ウェーティング・サークルでバット振っているだけでも、一軍でもう4、5年やってるような雰囲気には、風格すら感じる。タイプは阪神・金本知憲か。バットを最短距離で振り抜き、弾丸ライナーでスタンドまで持っていく。
「飛び抜けた存在だと思いますよ。今年どころか、ここ10年でも高校ナンバーワンの打者かもしれません」
静岡高、早稲田大、大昭和製紙と、アマチュア野球の名門を渡り歩いてきたヤクルト・小田義人スカウト。プロ11年間の現役生活。ヤクルト、日本ハムではクリーンアップも務めた強打者だ。

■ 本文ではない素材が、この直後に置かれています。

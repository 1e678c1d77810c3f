//! Configuration loading with layered precedence.
//!
//! Layers, lowest to highest: application defaults, configuration file,
//! environment variables, command-line arguments.
//!
//! Layers are composed with `MergeComposer` directly rather than through
//! `OrthoConfig::load()`. The `Cli` struct owns subcommand parsing and the
//! `--config` flag, and environment values are parsed here so that a
//! malformed typed value is reported instead of silently ignored.
//!
//! # Environment Variable Handling
//!
//! String fields (e.g., `PODNET_ENGINE_SOCKET`) are always accepted. Typed
//! fields such as `PODNET_NETWORK_INTERNAL` (bool) or
//! `PODNET_NETWORK_TIMEOUT_SECS` (u64) must hold valid values or loading
//! fails with `ConfigError::InvalidValue`.

use camino::Utf8PathBuf;
use cap_std::ambient_authority;
use cap_std::fs_utf8::Dir;
use mockable::{DefaultEnv, Env};
use ortho_config::discovery::ConfigDiscovery;
use ortho_config::serde_json::{self, Map, Value};
use ortho_config::{MergeComposer, toml};
use tracing::debug;

use crate::config::{AppConfig, Cli};
use crate::error::{ConfigError, Result};

/// The type of value expected from an environment variable.
#[derive(Clone, Copy)]
enum EnvVarType {
    /// String value (always accepted).
    String,
    /// Boolean value (`true`/`false`).
    Bool,
    /// Unsigned 64-bit integer.
    U64,
}

/// Specification for a single environment variable mapping.
struct EnvVarSpec {
    /// The environment variable name (e.g., `PODNET_ENGINE_SOCKET`).
    env_var: &'static str,
    /// The JSON path segments (e.g., `["network", "internal"]`).
    path: &'static [&'static str],
    /// The expected value type.
    var_type: EnvVarType,
}

/// Table of all environment variables and their JSON paths.
const ENV_VAR_SPECS: &[EnvVarSpec] = &[
    EnvVarSpec {
        env_var: "PODNET_ENGINE_SOCKET",
        path: &["engine_socket"],
        var_type: EnvVarType::String,
    },
    EnvVarSpec {
        env_var: "PODNET_SESSION_ID",
        path: &["session_id"],
        var_type: EnvVarType::String,
    },
    // Network fields
    EnvVarSpec {
        env_var: "PODNET_NETWORK_DRIVER",
        path: &["network", "driver"],
        var_type: EnvVarType::String,
    },
    EnvVarSpec {
        env_var: "PODNET_NETWORK_ATTACHABLE",
        path: &["network", "attachable"],
        var_type: EnvVarType::Bool,
    },
    EnvVarSpec {
        env_var: "PODNET_NETWORK_INTERNAL",
        path: &["network", "internal"],
        var_type: EnvVarType::Bool,
    },
    EnvVarSpec {
        env_var: "PODNET_NETWORK_ENABLE_IPV6",
        path: &["network", "enable_ipv6"],
        var_type: EnvVarType::Bool,
    },
    EnvVarSpec {
        env_var: "PODNET_NETWORK_TIMEOUT_SECS",
        path: &["network", "timeout_secs"],
        var_type: EnvVarType::U64,
    },
];

/// Environment variable naming an explicit configuration file.
const CONFIG_PATH_ENV_VAR: &str = "PODNET_CONFIG_PATH";

/// Returns the list of environment variable names recognised by the config loader.
///
/// Tests use this to clear every `PODNET_*` variable without keeping a
/// separate list in sync.
#[must_use]
pub fn env_var_names() -> Vec<&'static str> {
    ENV_VAR_SPECS.iter().map(|spec| spec.env_var).collect()
}

/// Load a configuration file and push it to the composer.
///
/// Reads through `cap_std::fs_utf8` by opening the file's parent directory.
fn load_config_file(path: &Utf8PathBuf, composer: &mut MergeComposer) -> Result<()> {
    let current_dir = Utf8PathBuf::from(".");
    let parent = path
        .parent()
        .filter(|dir| !dir.as_str().is_empty())
        .unwrap_or_else(|| current_dir.as_ref());
    let file_name = path.file_name().unwrap_or(path.as_str());

    let dir = Dir::open_ambient_dir(parent, ambient_authority()).map_err(|e| {
        ConfigError::ParseError {
            message: format!("failed to open directory {parent}: {e}"),
        }
    })?;

    let content = dir
        .read_to_string(file_name)
        .map_err(|e| ConfigError::ParseError {
            message: format!("failed to read {path}: {e}"),
        })?;

    let value =
        toml::from_str::<serde_json::Value>(&content).map_err(|e| ConfigError::ParseError {
            message: format!("failed to parse {path}: {e}"),
        })?;

    debug!(path = %path, "loaded configuration file");
    composer.push_file(value, Some(path.clone()));
    Ok(())
}

/// Load configuration with full layer precedence from the process
/// environment.
///
/// # Errors
///
/// See [`load_config_with_env`].
pub fn load_config(cli: &Cli) -> Result<AppConfig> {
    load_config_with_env(cli, &DefaultEnv::new())
}

/// Load configuration with full layer precedence, reading environment
/// variables from `env`.
///
/// Sources, lowest to highest precedence:
/// 1. Application defaults defined in the struct
/// 2. Configuration file (`--config`, or discovered via `PODNET_CONFIG_PATH`
///    and XDG paths)
/// 3. Environment variables prefixed with `PODNET_`
/// 4. Command-line arguments (from the provided `Cli`)
///
/// # Errors
///
/// Returns `ConfigError` if configuration loading fails due to:
/// - Malformed configuration files
/// - Invalid typed environment variable values (e.g., non-boolean for
///   `PODNET_NETWORK_INTERNAL`)
/// - Network defaults that fail [`NetworkConfig::validate`](crate::config::NetworkConfig::validate)
pub fn load_config_with_env<E: Env>(cli: &Cli, env: &E) -> Result<AppConfig> {
    let mut composer = MergeComposer::new();

    let defaults =
        serde_json::to_value(AppConfig::default()).map_err(|e| ConfigError::ParseError {
            message: format!("failed to serialise defaults: {e}"),
        })?;
    composer.push_defaults(defaults);

    let config_path: Option<Utf8PathBuf> =
        cli.config.clone().filter(|p| p.exists()).or_else(|| {
            let discovery = ConfigDiscovery::builder("podnet")
                .env_var(CONFIG_PATH_ENV_VAR)
                .config_file_name("config.toml")
                .dotfile_name(".podnet.toml")
                .build();
            discovery
                .candidates()
                .into_iter()
                .filter(|p| p.exists())
                .find_map(|p| Utf8PathBuf::try_from(p).ok())
        });

    if let Some(ref path) = config_path {
        load_config_file(path, &mut composer)?;
    }

    let env_values = collect_env_vars(env)?;
    if !env_values.is_null() {
        composer.push_environment(env_values);
    }

    let cli_overrides = build_cli_overrides(cli);
    if !cli_overrides.is_null() {
        composer.push_cli(cli_overrides);
    }

    let config =
        AppConfig::merge_from_layers(composer.layers()).map_err(ConfigError::OrthoConfig)?;
    config.network.validate()?;
    Ok(config)
}

/// Collect `PODNET_*` environment variables into a JSON value.
///
/// # Errors
///
/// Returns `ConfigError::InvalidValue` if a typed environment variable (bool, u64)
/// has an unparseable value.
pub(crate) fn collect_env_vars<E: Env>(env: &E) -> Result<Value> {
    let mut root = Map::new();

    for spec in ENV_VAR_SPECS {
        let Some(raw_value) = env.string(spec.env_var) else {
            continue;
        };

        let json_value = match spec.var_type {
            EnvVarType::String => Value::String(raw_value),
            EnvVarType::Bool => match raw_value.parse::<bool>() {
                Ok(b) => Value::Bool(b),
                Err(_) => {
                    return Err(ConfigError::InvalidValue {
                        field: spec.env_var.to_owned(),
                        reason: format!("expected bool (true/false), got '{raw_value}'"),
                    }
                    .into());
                }
            },
            EnvVarType::U64 => match raw_value.parse::<u64>() {
                Ok(n) => Value::Number(n.into()),
                Err(_) => {
                    return Err(ConfigError::InvalidValue {
                        field: spec.env_var.to_owned(),
                        reason: format!("expected unsigned integer, got '{raw_value}'"),
                    }
                    .into());
                }
            },
        };

        insert_at_path(&mut root, spec.path, json_value);
    }

    if root.is_empty() {
        Ok(Value::Null)
    } else {
        Ok(Value::Object(root))
    }
}

/// Insert a value at a nested path in a JSON map, creating intermediate
/// objects as needed.
fn insert_at_path(root: &mut Map<String, Value>, path: &[&str], value: Value) {
    let Some((&field, parents)) = path.split_last() else {
        return;
    };

    let mut current = root;
    for &segment in parents {
        let entry = current
            .entry(segment.to_owned())
            .or_insert_with(|| Value::Object(Map::new()));
        let Some(obj) = entry.as_object_mut() else {
            return;
        };
        current = obj;
    }

    current.insert(field.to_owned(), value);
}

/// Build a JSON value containing CLI overrides.
fn build_cli_overrides(cli: &Cli) -> Value {
    let mut overrides = Map::new();

    if let Some(ref socket) = cli.engine_socket {
        overrides.insert(String::from("engine_socket"), Value::String(socket.clone()));
    }

    if let Some(ref session_id) = cli.session_id {
        overrides.insert(String::from("session_id"), Value::String(session_id.clone()));
    }

    if overrides.is_empty() {
        Value::Null
    } else {
        Value::Object(overrides)
    }
}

「ボクが見てきたヤクルトの選手でいえば、頑張れば岩村(明憲、現楽天)のレベルには十分いくと思う。メチャ振りしないのに、ライトが1歩も動けないようなホームランを打つんだよね」
柔らかく打てる打者はインパクトが弱い。逆に、強く叩ける打者は堅さがあって、打てる範囲が狭い。なかなか両立しない柔軟性とパワーを兼ね備えているという。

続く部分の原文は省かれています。